Press Releases
Mar. 3, 2009

Bidirectional recognition for neuronal matchmaking

  • Hiroshi Kohsaka (Assistant professor, Department of Physics, University of Tokyo)
  • Akinao Nose (Professor, Department of Complexity Science and Engineering, Graduate School of Frontier Sciences The University of Tokyo / Professor, Department of Physics, University of Tokyo)


Figure. An image of a postsynaptic muscle cell during neural matchmaking. Target recognition molecule Capricious (green) accumulates at the tips of postsynaptic filopodia (arrows) of muscle (purple).
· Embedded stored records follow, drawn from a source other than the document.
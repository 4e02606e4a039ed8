// In-memory implementation of ReviewStore.
//
// Paired with the in-memory moderation store when DATABASE_URL=memory, so a
// local run never depends on a SQLite connection staying alive.

use crate::core::reviews::{Review, ReviewError, ReviewStore};
use async_trait::async_trait;
use dashmap::DashMap;

/// Reviews keyed by id.
pub struct InMemoryReviewStore {
    reviews: DashMap<u64, Review>,
}

impl InMemoryReviewStore {
    pub fn new() -> Self {
        Self {
            reviews: DashMap::new(),
        }
    }

    /// Add or replace a review.
    pub fn insert(&self, review: Review) {
        self.reviews.insert(review.id, review);
    }
}

impl Default for InMemoryReviewStore {
    fn default() -> Self {
        Self::new()
    }
}

#[async_trait]
impl ReviewStore for InMemoryReviewStore {
    async fn find_review(&self, review_id: u64) -> Result<Option<Review>, ReviewError> {
        Ok(self.reviews.get(&review_id).map(|r| r.clone()))
    }
}
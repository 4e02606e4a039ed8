// SQLite reader for the `reviews` table owned by the catalog application.

use crate::core::reviews::{Review, ReviewError, ReviewStore};
use async_trait::async_trait;
use sqlx::{Pool, Row, Sqlite};

pub struct SqliteReviewStore {
    pool: Pool<Sqlite>,
}

impl SqliteReviewStore {
    pub fn new(pool: Pool<Sqlite>) -> Self {
        Self { pool }
    }

    /// Create the reviews table for standalone runs. A no-op when the
    /// catalog application already owns it.
    pub async fn migrate(&self) -> Result<(), ReviewError> {
        sqlx::query(
            r#"
            CREATE TABLE IF NOT EXISTS reviews (
                id INTEGER PRIMARY KEY AUTOINCREMENT,
                user_id INTEGER NOT NULL,
                movie_id INTEGER,
                text TEXT,
                stars INTEGER,
                created_at TEXT
            );
            "#,
        )
        .execute(&self.pool)
        .await
        .map_err(|e| ReviewError::StorageError(e.to_string()))?;
        Ok(())
    }
}

#[async_trait]
impl ReviewStore for SqliteReviewStore {
    async fn find_review(&self, review_id: u64) -> Result<Option<Review>, ReviewError> {
        let row = sqlx::query("SELECT id, user_id, text FROM reviews WHERE id = ?")
            .bind(review_id as i64)
            .fetch_optional(&self.pool)
            .await
            .map_err(|e| ReviewError::StorageError(e.to_string()))?;

        Ok(row.map(|row| Review {
            id: row.get::<i64, _>("id") as u64,
            author_id: row.get::<i64, _>("user_id") as u64,
            // Star-only reviews have no text.
            text: row.get::<Option<String>, _>("text").unwrap_or_default(),
        }))
    }
}

#[cfg(test)]
mod tests {
    use super::*;
    use crate::infra::db::connect_sqlite;

    #[tokio::test]
    async fn test_find_review() {
        let pool = connect_sqlite("sqlite::memory:").await.unwrap();
        let store = SqliteReviewStore::new(pool.clone());
        store.migrate().await.unwrap();

        sqlx::query("INSERT INTO reviews (id, user_id, text) VALUES (1, 9, 'Loved it'), (2, 9, NULL)")
            .execute(&pool)
            .await
            .unwrap();

        let review = store.find_review(1).await.unwrap().unwrap();
        assert_eq!(review.text, "Loved it");
        assert_eq!(review.author_id, 9);

        let star_only = store.find_review(2).await.unwrap().unwrap();
        assert_eq!(star_only.text, "");

        assert!(store.find_review(3).await.unwrap().is_none());
    }
}
// SQLite-backed moderation store.
//
// Tables:
// - comment_moderation: One decision record per review (UNIQUE review_id)

use crate::core::moderation::{
    ModerationCounts, ModerationError, ModerationRecord, ModerationStatus, ModerationStore,
};
use async_trait::async_trait;
use chrono::{DateTime, SecondsFormat, Utc};
use sqlx::sqlite::SqliteRow;
use sqlx::{Pool, Row, Sqlite};

pub struct SqliteModerationStore {
    pool: Pool<Sqlite>,
}

fn storage_error(e: sqlx::Error) -> ModerationError {
    ModerationError::StorageError(e.to_string())
}

// Fixed-width UTC timestamps so ORDER BY on the text column is chronological.
fn format_timestamp(ts: DateTime<Utc>) -> String {
    ts.to_rfc3339_opts(SecondsFormat::Micros, true)
}

fn parse_timestamp(value: &str) -> Result<DateTime<Utc>, ModerationError> {
    DateTime::parse_from_rfc3339(value)
        .map(|dt| dt.with_timezone(&Utc))
        .map_err(|e| ModerationError::StorageError(format!("bad timestamp '{}': {}", value, e)))
}

impl SqliteModerationStore {
    pub fn new(pool: Pool<Sqlite>) -> Self {
        Self { pool }
    }

    /// Run database migrations to create required tables.
    pub async fn migrate(&self) -> Result<(), ModerationError> {
        sqlx::query(
            r#"
            CREATE TABLE IF NOT EXISTS comment_moderation (
                id INTEGER PRIMARY KEY AUTOINCREMENT,
                review_id INTEGER NOT NULL UNIQUE,
                status TEXT NOT NULL DEFAULT 'PENDING',
                toxicity_score REAL,
                moderation_reason TEXT,
                ai_processed BOOLEAN NOT NULL DEFAULT 0,
                created_at TEXT NOT NULL,
                reviewed_at TEXT,
                reviewed_by INTEGER
            );
            CREATE INDEX IF NOT EXISTS idx_comment_moderation_status
                ON comment_moderation(status);
            CREATE INDEX IF NOT EXISTS idx_comment_moderation_created_at
                ON comment_moderation(created_at);
            "#,
        )
        .execute(&self.pool)
        .await
        .map_err(storage_error)?;

        Ok(())
    }

    fn row_to_record(row: &SqliteRow) -> Result<ModerationRecord, ModerationError> {
        let status_str: String = row.get("status");
        let status = status_str
            .parse::<ModerationStatus>()
            .map_err(ModerationError::StorageError)?;

        let created_at_str: String = row.get("created_at");
        let reviewed_at = row
            .get::<Option<String>, _>("reviewed_at")
            .map(|s| parse_timestamp(&s))
            .transpose()?;

        Ok(ModerationRecord {
            id: row.get("id"),
            review_id: row.get::<i64, _>("review_id") as u64,
            status,
            toxicity_score: row.get("toxicity_score"),
            reason: row.get("moderation_reason"),
            ai_processed: row.get("ai_processed"),
            created_at: parse_timestamp(&created_at_str)?,
            reviewed_at,
            reviewed_by: row.get::<Option<i64>, _>("reviewed_by").map(|id| id as u64),
        })
    }
}

#[async_trait]
impl ModerationStore for SqliteModerationStore {
    async fn create_pending(
        &self,
        review_id: u64,
        created_at: DateTime<Utc>,
    ) -> Result<ModerationRecord, ModerationError> {
        let result = sqlx::query(
            r#"
            INSERT INTO comment_moderation (review_id, status, ai_processed, created_at)
            VALUES (?, ?, 0, ?)
            "#,
        )
        .bind(review_id as i64)
        .bind(ModerationStatus::Pending.as_str())
        .bind(format_timestamp(created_at))
        .execute(&self.pool)
        .await
        .map_err(|e| match e {
            sqlx::Error::Database(ref db) if db.is_unique_violation() => {
                ModerationError::DuplicateRecord(review_id)
            }
            other => storage_error(other),
        })?;

        Ok(ModerationRecord::pending(
            result.last_insert_rowid(),
            review_id,
            created_at,
        ))
    }

    async fn save_decision(&self, record: &ModerationRecord) -> Result<(), ModerationError> {
        let result = sqlx::query(
            r#"
            UPDATE comment_moderation SET
                status = ?,
                toxicity_score = ?,
                moderation_reason = ?,
                ai_processed = ?,
                reviewed_at = ?
            WHERE id = ?
            "#,
        )
        .bind(record.status.as_str())
        .bind(record.toxicity_score)
        .bind(record.reason.as_deref())
        .bind(record.ai_processed)
        .bind(record.reviewed_at.map(format_timestamp))
        .bind(record.id)
        .execute(&self.pool)
        .await
        .map_err(storage_error)?;

        if result.rows_affected() == 0 {
            return Err(ModerationError::StorageError(format!(
                "no moderation record with id {}",
                record.id
            )));
        }
        Ok(())
    }

    async fn find_by_review_id(
        &self,
        review_id: u64,
    ) -> Result<Option<ModerationRecord>, ModerationError> {
        let row = sqlx::query("SELECT * FROM comment_moderation WHERE review_id = ?")
            .bind(review_id as i64)
            .fetch_optional(&self.pool)
            .await
            .map_err(storage_error)?;

        row.as_ref().map(Self::row_to_record).transpose()
    }

    async fn count_by_status(&self) -> Result<ModerationCounts, ModerationError> {
        let rows = sqlx::query(
            "SELECT status, COUNT(*) AS count FROM comment_moderation GROUP BY status",
        )
        .fetch_all(&self.pool)
        .await
        .map_err(storage_error)?;

        let mut counts = ModerationCounts::default();
        for row in rows {
            let status_str: String = row.get("status");
            let count = row.get::<i64, _>("count") as u64;
            match status_str.parse::<ModerationStatus>() {
                Ok(ModerationStatus::Pending) => counts.pending = count,
                Ok(ModerationStatus::Approved) => counts.approved = count,
                Ok(ModerationStatus::Rejected) => counts.rejected = count,
                Ok(ModerationStatus::ManualReview) => counts.manual_review = count,
                Err(e) => tracing::warn!("Skipping unknown status in counts: {}", e),
            }
        }
        Ok(counts)
    }

    async fn list_by_status(
        &self,
        status: ModerationStatus,
        page: u32,
        page_size: u32,
    ) -> Result<Vec<ModerationRecord>, ModerationError> {
        let offset = page as i64 * page_size as i64;
        let rows = sqlx::query(
            r#"
            SELECT * FROM comment_moderation
            WHERE status = ?
            ORDER BY created_at ASC, id ASC
            LIMIT ? OFFSET ?
            "#,
        )
        .bind(status.as_str())
        .bind(page_size as i64)
        .bind(offset)
        .fetch_all(&self.pool)
        .await
        .map_err(storage_error)?;

        rows.iter().map(Self::row_to_record).collect()
    }
}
Precise connections between presynaptic neurons and their postsynaptic target cells are crucial for adequate function of the nervous system. The mechanism of how specific neural connections are formed in living animals is therefore one of the significant topics in neuroscience. A traditional view is one-sided: motile growth cones of the presynaptic neurons actively search for the target cell, whereas the target cells wait still to be selected by adequate partner neurons. Here we found that not only presynaptic neurons but also postsynaptic target cells actively search for their partners during the formation of neural network in the fruitfly Drosophila. Such bidirectional recognition might be critical for the development of precise neural connections not only in Drosophila but also in other animals including humans.